Translated from the French by Ian Seed.

Introductory Note.

MAX JACOB WAS born in Quimper in Brittany in 1876. After a religious vision in 1909, he eventually converted from being an ‘atheist Jew’ (Jacob’s own term) to Catholicism in 1916. This did not prevent him from being arrested and transported in February 1944 to Drancy, a transit camp for Jewish deportees, where he died three weeks later.
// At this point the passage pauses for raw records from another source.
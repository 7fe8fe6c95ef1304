//! Logger setup for the shell binary.
//!
//! `SHELL_LOG` picks the sink: `file` (the default) truncates `./shell.log`,
//! `terminal` writes to stderr, `both` does both. Only records from the
//! `shell*` crates pass the filter.

use std::fs::File;
use std::path::PathBuf;

use log::LevelFilter;
use simplelog::{
    ColorChoice, CombinedLogger, Config, ConfigBuilder, SharedLogger, TermLogger, TerminalMode,
    WriteLogger,
};

const LOG_ENV: &str = "SHELL_LOG";
const LOG_FILE: &str = "./shell.log";

#[derive(Debug, Clone, Copy, PartialEq, Eq)]
pub enum LogDestination {
    File,
    Terminal,
    Both,
}

impl LogDestination {
    pub fn from_env() -> Self {
        Self::from_setting(std::env::var(LOG_ENV).ok().as_deref())
    }

    /// Unknown or missing values fall back to the log file.
    fn from_setting(value: Option<&str>) -> Self {
        match value.map(str::trim) {
            Some(v) if v.eq_ignore_ascii_case("terminal") => LogDestination::Terminal,
            Some(v) if v.eq_ignore_ascii_case("both") => LogDestination::Both,
            _ => LogDestination::File,
        }
    }
}

/// Installs the global logger. Debug builds log at debug level, release
/// builds at info. A log file that cannot be created is reported on stderr
/// and skipped.
pub fn initialize(destination: LogDestination) {
    let level = if cfg!(debug_assertions) {
        LevelFilter::Debug
    } else {
        LevelFilter::Info
    };
    let config = build_config();

    let mut loggers: Vec<Box<dyn SharedLogger>> = Vec::new();
    if matches!(destination, LogDestination::Terminal | LogDestination::Both) {
        loggers.push(TermLogger::new(
            level,
            config.clone(),
            TerminalMode::Stderr,
            ColorChoice::Auto,
        ));
    }
    if matches!(destination, LogDestination::File | LogDestination::Both) {
        if let Some(file_logger) = open_log_file(level, config) {
            loggers.push(file_logger);
        }
    }
    if !loggers.is_empty() {
        let _ = CombinedLogger::init(loggers);
    }
}

fn build_config() -> Config {
    ConfigBuilder::new()
        .set_time_format_rfc3339()
        .set_target_level(LevelFilter::Error)
        .add_filter_allow_str("shell")
        .build()
}

fn open_log_file(level: LevelFilter, config: Config) -> Option<Box<WriteLogger<File>>> {
    let path = PathBuf::from(LOG_FILE);
    match File::create(&path) {
        Ok(file) => Some(WriteLogger::new(level, config, file)),
        Err(err) => {
            eprintln!("shell: cannot create {}: {}", path.display(), err);
            None
        }
    }
}
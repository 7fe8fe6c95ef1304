//! Shell configuration, read from a RON file at startup.
//!
//! A missing or unreadable file is not fatal: the shell falls back to the
//! built-in defaults and logs why.

use std::fs;
use std::path::{Path, PathBuf};

use serde::{Deserialize, Serialize};
use shell_core::{Allowlist, AllowlistError, MatchMode};
use shell_logging::{shell_info, shell_warn};
use thiserror::Error;
use url::Url;

const CONFIG_FILENAME: &str = "shell.ron";
const CONFIG_ENV: &str = "SHELL_CONFIG";

#[derive(Debug, Error)]
pub enum ConfigError {
    #[error(transparent)]
    Allowlist(#[from] AllowlistError),
    #[error("invalid url {value:?} for {field}: {reason}")]
    Url {
        field: &'static str,
        value: String,
        reason: String,
    },
}

#[derive(Debug, Clone, Copy, PartialEq, Eq, Default, Serialize, Deserialize)]
pub enum MatchModeSetting {
    #[default]
    Prefix,
    Origin,
}

impl From<MatchModeSetting> for MatchMode {
    fn from(value: MatchModeSetting) -> Self {
        match value {
            MatchModeSetting::Prefix => MatchMode::Prefix,
            MatchModeSetting::Origin => MatchMode::Origin,
        }
    }
}

#[derive(Debug, Clone, PartialEq, Serialize, Deserialize)]
#[serde(default)]
pub struct ShellConfig {
    pub app_name: String,
    pub home_url: String,
    pub allowed_origins: Vec<String>,
    pub match_mode: MatchModeSetting,
    pub feed_url: String,
    pub auto_check_on_startup: bool,
    pub startup_check_delay_ms: u64,
    pub allow_prerelease: bool,
    pub download_dir: Option<PathBuf>,
    pub suppress_reload_shortcuts: bool,
}

impl Default for ShellConfig {
    fn default() -> Self {
        Self {
            app_name: "ChatECNU Desktop".to_string(),
            home_url: "https://chat.ecnu.edu.cn".to_string(),
            allowed_origins: vec![
                "https://chat.ecnu.edu.cn".to_string(),
                "https://sso.ecnu.edu.cn".to_string(),
            ],
            match_mode: MatchModeSetting::Prefix,
            feed_url: "https://chat.ecnu.edu.cn/desktop/latest.json".to_string(),
            auto_check_on_startup: true,
            startup_check_delay_ms: 3000,
            allow_prerelease: true,
            download_dir: None,
            suppress_reload_shortcuts: true,
        }
    }
}

impl ShellConfig {
    pub fn allowlist(&self) -> Result<Allowlist, ConfigError> {
        Ok(Allowlist::new(
            self.allowed_origins.iter().cloned(),
            self.match_mode.into(),
        )?)
    }

    pub fn feed_url(&self) -> Result<Url, ConfigError> {
        parse_url("feed_url", &self.feed_url)
    }

    pub fn home_url(&self) -> Result<Url, ConfigError> {
        parse_url("home_url", &self.home_url)
    }

    pub fn download_dir(&self) -> PathBuf {
        self.download_dir
            .clone()
            .unwrap_or_else(|| std::env::temp_dir().join("kiosk-shell-updates"))
    }
}

fn parse_url(field: &'static str, value: &str) -> Result<Url, ConfigError> {
    Url::parse(value).map_err(|err| ConfigError::Url {
        field,
        value: value.to_string(),
        reason: err.to_string(),
    })
}

/// `$SHELL_CONFIG` if set, else `./shell.ron`.
pub fn config_path() -> PathBuf {
    std::env::var_os(CONFIG_ENV)
        .map(PathBuf::from)
        .unwrap_or_else(|| PathBuf::from(".").join(CONFIG_FILENAME))
}

pub fn load_config(path: &Path) -> ShellConfig {
    let content = match fs::read_to_string(path) {
        Ok(text) => text,
        Err(err) if err.kind() == std::io::ErrorKind::NotFound => {
            shell_info!("No config at {:?}; using defaults", path);
            return ShellConfig::default();
        }
        Err(err) => {
            shell_warn!("Failed to read config from {:?}: {}", path, err);
            return ShellConfig::default();
        }
    };

    match ron::from_str(&content) {
        Ok(config) => {
            shell_info!("Loaded config from {:?}", path);
            config
        }
        Err(err) => {
            shell_warn!("Failed to parse config from {:?}: {}", path, err);
            ShellConfig::default()
        }
    }
}

#[cfg(test)]
mod tests {
    use super::*;

    #[test]
    fn partial_file_keeps_remaining_defaults() {
        let dir = tempfile::tempdir().unwrap();
        let path = dir.path().join("shell.ron");
        std::fs::write(
            &path,
            r#"(
                app_name: "Campus Chat",
                allowed_origins: ["https://chat.example.edu"],
                match_mode: Origin,
                startup_check_delay_ms: 500,
            )"#,
        )
        .unwrap();

        let config = load_config(&path);
        assert_eq!(config.app_name, "Campus Chat");
        assert_eq!(config.match_mode, MatchModeSetting::Origin);
        assert_eq!(config.startup_check_delay_ms, 500);
        assert!(config.auto_check_on_startup);
        assert_eq!(config.allowlist().unwrap().mode(), MatchMode::Origin);
    }

    #[test]
    fn unreadable_file_falls_back_to_defaults() {
        let dir = tempfile::tempdir().unwrap();
        let path = dir.path().join("shell.ron");
        std::fs::write(&path, "this is not ron").unwrap();

        assert_eq!(load_config(&path), ShellConfig::default());
        assert_eq!(load_config(&dir.path().join("missing.ron")), ShellConfig::default());
    }

    #[test]
    fn defaults_are_valid() {
        let config = ShellConfig::default();
        assert_eq!(config.allowlist().unwrap().entries().len(), 2);
        assert!(config.feed_url().is_ok());
        assert!(config.home_url().is_ok());
        assert_eq!(config.startup_check_delay_ms, 3000);
    }

    #[test]
    fn empty_allowlist_is_rejected() {
        let config = ShellConfig {
            allowed_origins: Vec::new(),
            ..ShellConfig::default()
        };
        assert!(matches!(
            config.allowlist(),
            Err(ConfigError::Allowlist(AllowlistError::Empty))
        ));
    }
}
Max Jacob’s father was a tailor and the owner of an antique shop. Jacob’s large family, including uncles, aunts and cousins, often make an appearance in his poems. In 1894 Jacob left Quimper to study law in Paris, but abandoned his studies two years later to become an art critic. In 1899 he decided to become a painter, supporting himself through a series of menial clerical jobs. When he met Picasso in 1901, the two became friends immediately. Picasso expressed his admiration for some poems Jacob showed him. From this time on, Jacob regarded poetry as his true vocation.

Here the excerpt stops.